It’s never easy to see a loved one’s health and well-being declining. Even though we all age and eventually need more help to complete ordinary tasks than we once did, it can still be extremely difficult to see a formerly independent person struggle with simple chores like cooking and laundry.
But at what point do you step in? Do you help out with tasks around the house to delay a move to an assisted living facility? Or do you make a proactive choice for your loved one’s safety and remove the independence they have left?
Every situation is different. Ultimately, only you and your loved one can decide when it’s time to make the move to assisted living. Here are some factors to consider that can help inform your decision.
Signs Your Loved One Needs Assisted Living
Most seniors would prefer to stay in their homes as long as possible. This is understandable—after all, it’s where they feel the most comfortable and have the most control over their lives. However, they may not speak up when they need assisted living, or they may not realize they need it.
Start looking for signs that your loved one could use extra help at home. These can include:
- General neglect of household tasks—dishes or laundry left undone too long, lack of home maintenance
- Forgetting to take medication or needing reminders to do so
- Trouble with routine grooming tasks
- Forgetting to turn off the stove or lock the door
- Noticeable cognitive decline
- Falls or mobility issues
- Isolation or lack of interest in hobbies and other activities
Obviously, a pattern of behavior is much more significant than one incident. We all have our moments of forgetfulness or end up leaving the dishes in the sink too long. But if your loved one is exhibiting multiple signs of decline or struggling with daily tasks frequently, assisted living may be the best choice. Take a look at their insurance plan to see if any care is covered.
Questions to Ask Yourself to Help You Decide
If you’re still not sure that now is the right time to consider assisted living, it can be helpful to ask yourself a few questions. This will help you be more objective in your decision.
- Is there a safety or health risk to them remaining alone?
- Do they need more social interaction than they’re getting now?
- Would assisted living reduce your loved one’s stress?
- Are they getting proper nutrition at home?
- Can they maintain their home at a basic level?
- Has caregiving severely affected your own quality of life?
It’s very important to be honest with yourself. Consider your loved one’s quality of life in addition to their need for independence and your own caregiving duties. There are lots of different factors to consider before you decide whether now is the time.
Tips for Choosing the Right Assisted Living Facility
Once you’ve decided that it’s time for assisted living, choosing the right facility is the next step. This task can be daunting as the quality of different facilities can vary quite dramatically. You will want to find a facility that is convenient for you to visit and will offer comfort and amenities for your loved one.
The best way to get a feel for different options is to schedule some tours. While you won’t necessarily get a full picture of how it would feel to live at the facility from a tour, you can get an idea of the atmosphere of the place and the general attitude of staff members and residents.
Keep your eyes and ears open during each tour and take notes. Ask questions about the level of care at the facility, get to know the staff members, and try the food if you can! If your loved one has specialized medical needs, ask about how they would handle those needs.

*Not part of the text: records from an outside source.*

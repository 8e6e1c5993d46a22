//! audio - Real-time capture, noise suppression and playback
//!
//! Uses ALSA for duplex audio I/O and RNNoise (native library or the
//! built-in port) for per-channel noise suppression.

mod alsa_device;
mod backend;
pub mod frame;
mod pipeline;
mod queue;
mod suppressor;
mod transform;

pub use alsa_device::AlsaBackend;
pub use backend::StreamParams;
#[cfg(test)]
pub use backend::{AudioBackend, DuplexStream};
pub use pipeline::{AudioPipeline, report_stats};
pub use queue::{DeliveryReceiver, delivery_queue};
pub use suppressor::load_engine;
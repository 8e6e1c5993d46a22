//! Operating modes and the live configuration record.
//!
//! The live [`Configuration`] is an immutable snapshot behind an `ArcSwap`.
//! The control path replaces it as a whole; the audio thread only ever
//! `load()`s it, which never blocks and never observes a half-written record.

use std::fmt;
use std::str::FromStr;
use std::sync::{Arc, Mutex};

use arc_swap::ArcSwap;
use thiserror::Error;

/// Global safety ceiling for output volume, in percent.
pub const MAX_SAFE_VOLUME: u8 = 85;

/// Number of equalizer bands on the codec (EQ1..EQ5).
pub const EQ_BANDS: usize = 5;

#[derive(Debug, Clone, Copy, PartialEq, Eq, Hash)]
pub enum Mode {
    Normal,
    School,
    Transport,
}

#[derive(Debug, Error, PartialEq, Eq)]
pub enum ModeError {
    #[error("empty mode request")]
    Empty,
    #[error("unknown mode: {0}")]
    Unknown(String),
}

/// Equalizer, suppression and volume settings a mode maps to.
#[derive(Debug, Clone, Copy, PartialEq, Eq)]
pub struct ModeProfile {
    /// Gain per band in dB, bass first.
    pub eq_gains: [i8; EQ_BANDS],
    pub suppression: bool,
    /// Recommended volume, applied on entering the mode.
    pub volume_ceiling: u8,
}

// 平坦，轻微衰减高音
const NORMAL_PROFILE: ModeProfile = ModeProfile {
    eq_gains: [0, 0, 0, 0, -3],
    suppression: false,
    volume_ceiling: 65,
};

// 人声频段提升，低音/高音衰减
const SCHOOL_PROFILE: ModeProfile = ModeProfile {
    eq_gains: [-6, 3, 6, 3, -6],
    suppression: true,
    volume_ceiling: 60,
};

// 去除引擎低频噪声，保留广播人声
const TRANSPORT_PROFILE: ModeProfile = ModeProfile {
    eq_gains: [-12, -6, 4, 0, -9],
    suppression: true,
    volume_ceiling: 55,
};

impl Mode {
    pub const ALL: [Mode; 3] = [Mode::Normal, Mode::School, Mode::Transport];

    pub fn name(&self) -> &'static str {
        match self {
            Mode::Normal => "NORMAL",
            Mode::School => "SCHOOL",
            Mode::Transport => "TRANSPORT",
        }
    }

    pub fn profile(&self) -> &'static ModeProfile {
        match self {
            Mode::Normal => &NORMAL_PROFILE,
            Mode::School => &SCHOOL_PROFILE,
            Mode::Transport => &TRANSPORT_PROFILE,
        }
    }
}

impl fmt::Display for Mode {
    fn fmt(&self, f: &mut fmt::Formatter<'_>) -> fmt::Result {
        f.write_str(self.name())
    }
}

impl FromStr for Mode {
    type Err = ModeError;

    /// Case-insensitive; the app writes `MODE_SCHOOL` style names, so the
    /// `MODE_` prefix is accepted as well.
    fn from_str(s: &str) -> Result<Self, Self::Err> {
        let trimmed = s.trim();
        if trimmed.is_empty() {
            return Err(ModeError::Empty);
        }
        let upper = trimmed.to_ascii_uppercase();
        let bare = upper.strip_prefix("MODE_").unwrap_or(&upper);
        Mode::ALL
            .into_iter()
            .find(|m| m.name() == bare)
            .ok_or_else(|| ModeError::Unknown(trimmed.to_string()))
    }
}

/// Clamp any requested volume into `[0, MAX_SAFE_VOLUME]`.
pub fn clamp_volume(percent: i64) -> u8 {
    percent.clamp(0, MAX_SAFE_VOLUME as i64) as u8
}

#[derive(Debug, Clone, PartialEq, Eq)]
pub struct Configuration {
    pub mode: Mode,
    pub volume: u8,
    pub suppression_enabled: bool,
    pub eq_profile: [i8; EQ_BANDS],
}

impl Configuration {
    fn for_mode(mode: Mode) -> Self {
        let profile = mode.profile();
        Self {
            mode,
            volume: profile.volume_ceiling.min(MAX_SAFE_VOLUME),
            suppression_enabled: profile.suppression,
            eq_profile: profile.eq_gains,
        }
    }
}

impl Default for Configuration {
    /// Safe startup state: NORMAL, moderate volume, suppression off.
    fn default() -> Self {
        Self::for_mode(Mode::Normal)
    }
}

/// Read-only view of the live configuration, cheap to clone into any
/// execution context.
#[derive(Clone)]
pub struct ConfigHandle {
    current: Arc<ArcSwap<Configuration>>,
}

impl ConfigHandle {
    #[cfg(test)]
    pub fn load(&self) -> Arc<Configuration> {
        self.current.load_full()
    }

    /// Lock-free read of the suppression flag for the real-time path.
    pub fn suppression_enabled(&self) -> bool {
        self.current.load().suppression_enabled
    }
}

/// Owner of the authoritative configuration. Writers are serialized by
/// `write_lock`; readers go through [`ConfigHandle`].
pub struct ModeController {
    current: Arc<ArcSwap<Configuration>>,
    write_lock: Mutex<()>,
}

impl ModeController {
    pub fn new() -> Self {
        Self {
            current: Arc::new(ArcSwap::from_pointee(Configuration::default())),
            write_lock: Mutex::new(()),
        }
    }

    pub fn handle(&self) -> ConfigHandle {
        ConfigHandle {
            current: self.current.clone(),
        }
    }

    pub fn current(&self) -> Arc<Configuration> {
        self.current.load_full()
    }

    /// Switch mode. Unrecognized input leaves the configuration untouched.
    pub fn set_mode(&self, requested: &str) -> Result<Arc<Configuration>, ModeError> {
        let mode = match requested.parse::<Mode>() {
            Ok(mode) => mode,
            Err(e) => {
                log::warn!("Ignoring mode request {:?}: {}", requested, e);
                return Err(e);
            }
        };

        let _guard = self.write_lock.lock().unwrap_or_else(|e| e.into_inner());
        let previous = self.current.load();
        let next = Arc::new(Configuration::for_mode(mode));
        if previous.suppression_enabled != next.suppression_enabled {
            log::info!(
                "Noise suppression {} ({} -> {})",
                if next.suppression_enabled { "enabled" } else { "disabled" },
                previous.mode,
                mode
            );
        }
        self.current.store(next.clone());
        log::info!(
            "Mode {} active: eq={:?}, volume={}%",
            mode,
            next.eq_profile,
            next.volume
        );
        Ok(next)
    }

    /// Set the output volume, clamped to `[0, MAX_SAFE_VOLUME]`. Mode and
    /// equalizer are left as they are.
    pub fn set_volume(&self, percent: i64) -> Arc<Configuration> {
        let volume = clamp_volume(percent);
        if volume as i64 != percent {
            log::warn!("Volume {}% out of range, clamped to {}%", percent, volume);
        }

        let _guard = self.write_lock.lock().unwrap_or_else(|e| e.into_inner());
        let current = self.current.load();
        if current.volume == volume {
            return self.current.load_full();
        }
        let next = Arc::new(Configuration {
            volume,
            ..(**current).clone()
        });
        self.current.store(next.clone());
        next
    }
}

impl Default for ModeController {
    fn default() -> Self {
        Self::new()
    }
}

Think about how you would feel if you were moving into the facility. Do the residents seem happy? Are there activities and other types of enrichment for your loved one? Don’t underestimate your gut feeling after visiting the facility—you will know which options are best.
Choosing the right facility will help ease any guilt you may have about arranging for assisted living care. Remember, by helping your loved one find a new place to live, you are allowing them the opportunity for a healthier, safer life in their golden years.